The task:
Only the lines with the string "Mutex" are needed; return each of them from the entries below.

Input material:
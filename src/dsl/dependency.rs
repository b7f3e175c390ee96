//! DependencyGraph (C7): per-macro DAG and deterministic topological sort.
//!
//! References to symbols outside the macro body (theories, globals,
//! undeclared identifiers) are ignored here; they are resolved at run time
//! through the session.

use crate::dsl::ast::Statement;
use crate::error::{SpockError, SpockResult};
use std::collections::{BTreeSet, HashMap};

/// Dependency DAG over one macro body's declarations.
#[derive(Debug, Clone)]
pub struct DependencyGraph {
    /// declaration name -> line number (for deterministic tie-breaking)
    nodes: HashMap<String, usize>,
    /// declaration name -> set of declarations it depends on
    edges: HashMap<String, BTreeSet<String>>,
}

fn normalize_ref(token: &str) -> String {
    token.trim_start_matches(['@', '$']).to_string()
}

impl DependencyGraph {
    /// Build the graph for one macro body. Nodes are the body's own
    /// declarations; an edge `A -> B` exists iff `A`'s subject or object
    /// names declaration `B`.
    pub fn build(body: &[Statement]) -> Self {
        let mut nodes = HashMap::new();
        for stmt in body {
            nodes.insert(stmt.declaration.clone(), stmt.line);
        }
        let mut edges: HashMap<String, BTreeSet<String>> =
            nodes.keys().map(|k| (k.clone(), BTreeSet::new())).collect();
        for stmt in body {
            for token in [&stmt.subject, &stmt.object] {
                let name = normalize_ref(token);
                if name != stmt.declaration && nodes.contains_key(&name) {
                    edges.get_mut(&stmt.declaration).unwrap().insert(name);
                }
            }
        }
        DependencyGraph { nodes, edges }
    }

    /// Kahn's algorithm; ties broken by ascending source line number so the
    /// order is stable across runs and implementations.
    pub fn topological_order(&self) -> SpockResult<Vec<String>> {
        // in_degree[n] = number of unresolved dependencies of n
        let mut in_degree: HashMap<String, usize> = self
            .nodes
            .keys()
            .map(|n| (n.clone(), self.edges[n].len()))
            .collect();
        // reverse_edges[dep] = nodes that depend on `dep`
        let mut dependents: HashMap<String, Vec<String>> =
            self.nodes.keys().map(|n| (n.clone(), Vec::new())).collect();
        for (node, deps) in &self.edges {
            for dep in deps {
                dependents.get_mut(dep).unwrap().push(node.clone());
            }
        }

        let mut ready: Vec<String> = in_degree
            .iter()
            .filter(|&(_, &deg)| deg == 0)
            .map(|(n, _)| n.clone())
            .collect();
        sort_by_line(&mut ready, &self.nodes);

        let mut order = Vec::with_capacity(self.nodes.len());
        while let Some(node) = pop_smallest_line(&mut ready, &self.nodes) {
            order.push(node.clone());
            for dependent in dependents[&node].clone() {
                let deg = in_degree.get_mut(&dependent).unwrap();
                *deg -= 1;
                if *deg == 0 {
                    ready.push(dependent);
                }
            }
        }

        if order.len() != self.nodes.len() {
            let cycle = self.find_one_cycle(&order);
            return Err(SpockError::Cycle { cycle });
        }
        Ok(order)
    }

    /// Report one offending cycle among nodes that never reached in-degree
    /// zero, by walking dependency edges from an unresolved node.
    fn find_one_cycle(&self, resolved: &[String]) -> String {
        let resolved: BTreeSet<&String> = resolved.iter().collect();
        let Some(start) = self.nodes.keys().find(|n| !resolved.contains(n)) else {
            return "<unknown>".to_string();
        };
        let mut path = vec![start.clone()];
        let mut visited = BTreeSet::new();
        let mut current = start.clone();
        loop {
            if !visited.insert(current.clone()) {
                break;
            }
            let Some(next) = self.edges[&current].iter().find(|d| !resolved.contains(d)) else {
                break;
            };
            current = next.clone();
            path.push(current.clone());
            if path.iter().filter(|n| **n == current).count() > 1 {
                break;
            }
        }
        path.push(start.clone());
        path.join(" -> ")
    }
}

fn sort_by_line(names: &mut [String], nodes: &HashMap<String, usize>) {
    names.sort_by_key(|n| nodes[n]);
}

fn pop_smallest_line(ready: &mut Vec<String>, nodes: &HashMap<String, usize>) -> Option<String> {
    if ready.is_empty() {
        return None;
    }
    let (idx, _) = ready
        .iter()
        .enumerate()
        .min_by_key(|(_, n)| nodes[*n])
        .unwrap();
    Some(ready.remove(idx))
}
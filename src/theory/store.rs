//! TheoryStore (C9): directory-backed persistence for theory descriptors.

use crate::error::{SpockError, SpockResult};
use crate::theory::descriptor::{TheoryDescriptor, TheoryMetadata};
use dashmap::DashMap;
use parking_lot::Mutex;
use std::collections::HashMap;
use std::path::{Path, PathBuf};
use std::sync::Arc;

/// The shipped `BaseLogic` theory: `Is`, `And`, `Or`, `Implies`, `Not`,
/// `Evaluate` expressed as verb macros over the kernel primitives.
pub const BASE_LOGIC_SOURCE: &str = r"
@Is verb begin
  @result $subject Identity $object
end
@And verb begin
  @result $subject Bind $object
end
@Or verb begin
  @result $subject Add $object
end
@Not verb begin
  @result $subject Negate $subject
end
@Implies verb begin
  @antecedent $subject Negate $subject
  @result @antecedent Add $object
end
@Evaluate verb begin
  @result $subject Distance $object
end
";

/// Directory-backed store for named theory descriptors, with a per-name
/// write lock so concurrent saves to the same theory fail fast rather than
/// interleaving (spec.md §5).
pub struct TheoryStore {
    root: PathBuf,
    locks: DashMap<String, Arc<Mutex<()>>>,
}

impl TheoryStore {
    pub fn new(root: impl Into<PathBuf>) -> Self {
        TheoryStore {
            root: root.into(),
            locks: DashMap::new(),
        }
    }

    fn theory_dir(&self, name: &str) -> PathBuf {
        self.root.join(name)
    }

    fn source_path(&self, name: &str) -> PathBuf {
        self.theory_dir(name).join("theory.dsl")
    }

    fn metadata_path(&self, name: &str) -> PathBuf {
        self.theory_dir(name).join("metadata.json")
    }

    fn lock_for(&self, name: &str) -> Arc<Mutex<()>> {
        self.locks
            .entry(name.to_string())
            .or_insert_with(|| Arc::new(Mutex::new(())))
            .clone()
    }

    pub fn ensure_directory(&self) -> SpockResult<()> {
        std::fs::create_dir_all(&self.root)
            .map_err(|e| SpockError::FolderAccess(format!("{}: {e}", self.root.display())))
    }

    pub fn exists(&self, name: &str) -> bool {
        self.source_path(name).is_file()
    }

    pub fn list(&self) -> SpockResult<Vec<String>> {
        self.ensure_directory()?;
        let mut names = Vec::new();
        for entry in std::fs::read_dir(&self.root)? {
            let entry = entry?;
            if entry.path().is_dir() {
                if let Some(name) = entry.file_name().to_str() {
                    names.push(name.to_string());
                }
            }
        }
        names.sort();
        Ok(names)
    }

    /// Persist `descriptor` under its own name. Fails fast with
    /// `TheoryBusy` if another caller is already saving the same name.
    pub fn save(&self, descriptor: &TheoryDescriptor) -> SpockResult<()> {
        let lock = self.lock_for(&descriptor.name);
        let Some(_guard) = lock.try_lock() else {
            return Err(SpockError::TheoryBusy(descriptor.name.clone()));
        };
        let dir = self.theory_dir(&descriptor.name);
        std::fs::create_dir_all(&dir)
            .map_err(|e| SpockError::FolderAccess(format!("{}: {e}", dir.display())))?;
        std::fs::write(self.source_path(&descriptor.name), &descriptor.source)?;
        std::fs::write(
            self.metadata_path(&descriptor.name),
            serde_json::to_vec_pretty(&descriptor.metadata)?,
        )?;
        Ok(())
    }

    pub fn load(&self, name: &str) -> SpockResult<TheoryDescriptor> {
        if !self.exists(name) {
            return Err(SpockError::TheoryNotFound(name.to_string()));
        }
        let source = std::fs::read_to_string(self.source_path(name))?;
        let metadata: TheoryMetadata = match std::fs::read(self.metadata_path(name)) {
            Ok(bytes) => serde_json::from_slice(&bytes)?,
            Err(_) => TheoryMetadata {
                version_id: crate::theory::descriptor::fresh_version_id(),
                parent_version_id: None,
                merged_from: None,
                created_at: chrono::Utc::now(),
            },
        };
        let mut descriptor = TheoryDescriptor::new(name, source)?;
        descriptor.metadata = metadata;
        Ok(descriptor)
    }

    pub fn delete(&self, name: &str) -> SpockResult<()> {
        if !self.exists(name) {
            return Err(SpockError::TheoryNotFound(name.to_string()));
        }
        std::fs::remove_dir_all(self.theory_dir(name))?;
        Ok(())
    }

    /// Bootstraps the shipped theories. Idempotent: existing theories are
    /// left untouched.
    pub fn seed_builtins(&self) -> SpockResult<()> {
        self.ensure_directory()?;
        if !self.exists("BaseLogic") {
            let descriptor = TheoryDescriptor::new("BaseLogic", BASE_LOGIC_SOURCE)?;
            self.save(&descriptor)?;
        }
        Ok(())
    }
}

/// Used by tests that want an in-memory (non-persisted) theory map, e.g.
/// for versioning scenarios that never touch disk.
pub type InMemoryTheories = HashMap<String, TheoryDescriptor>;

pub fn theories_root_under(working_folder: &Path) -> PathBuf {
    working_folder.join("theories")
}

#[cfg(test)]
mod tests {
    use super::*;
    use tempfile::tempdir;

    #[test]
    fn save_then_load_round_trips() {
        let dir = tempdir().unwrap();
        let store = TheoryStore::new(dir.path());
        let descriptor = TheoryDescriptor::new("Foo", "@a x Is y").unwrap();
        store.save(&descriptor).unwrap();
        let loaded = store.load("Foo").unwrap();
        assert_eq!(loaded.source, descriptor.source);
        assert_eq!(loaded.metadata.version_id, descriptor.metadata.version_id);
    }

    #[test]
    fn load_missing_theory_errors() {
        let dir = tempdir().unwrap();
        let store = TheoryStore::new(dir.path());
        assert!(matches!(store.load("Nope"), Err(SpockError::TheoryNotFound(_))));
    }

    #[test]
    fn seed_builtins_installs_base_logic() {
        let dir = tempdir().unwrap();
        let store = TheoryStore::new(dir.path());
        store.seed_builtins().unwrap();
        assert!(store.exists("BaseLogic"));
        let loaded = store.load("BaseLogic").unwrap();
        assert_eq!(loaded.ast.macros.len(), 6);
    }

    #[test]
    fn concurrent_save_to_same_name_is_busy() {
        let dir = tempdir().unwrap();
        let store = TheoryStore::new(dir.path());
        let descriptor = TheoryDescriptor::new("Foo", "@a x Is y").unwrap();
        let lock = store.lock_for("Foo");
        let _guard = lock.lock();
        assert!(matches!(store.save(&descriptor), Err(SpockError::TheoryBusy(_))));
    }

    #[test]
    fn list_returns_sorted_names() {
        let dir = tempdir().unwrap();
        let store = TheoryStore::new(dir.path());
        store.save(&TheoryDescriptor::new("Zeta", "@a x Is y").unwrap()).unwrap();
        store.save(&TheoryDescriptor::new("Alpha", "@a x Is y").unwrap()).unwrap();
        assert_eq!(store.list().unwrap(), vec!["Alpha".to_string(), "Zeta".to_string()]);
    }
}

Task result:
use parking_lot::Mutex;
    locks: DashMap<String, Arc<Mutex<()>>>,
    fn lock_for(&self, name: &str) -> Arc<Mutex<()>> {
            .or_insert_with(|| Arc::new(Mutex::new(())))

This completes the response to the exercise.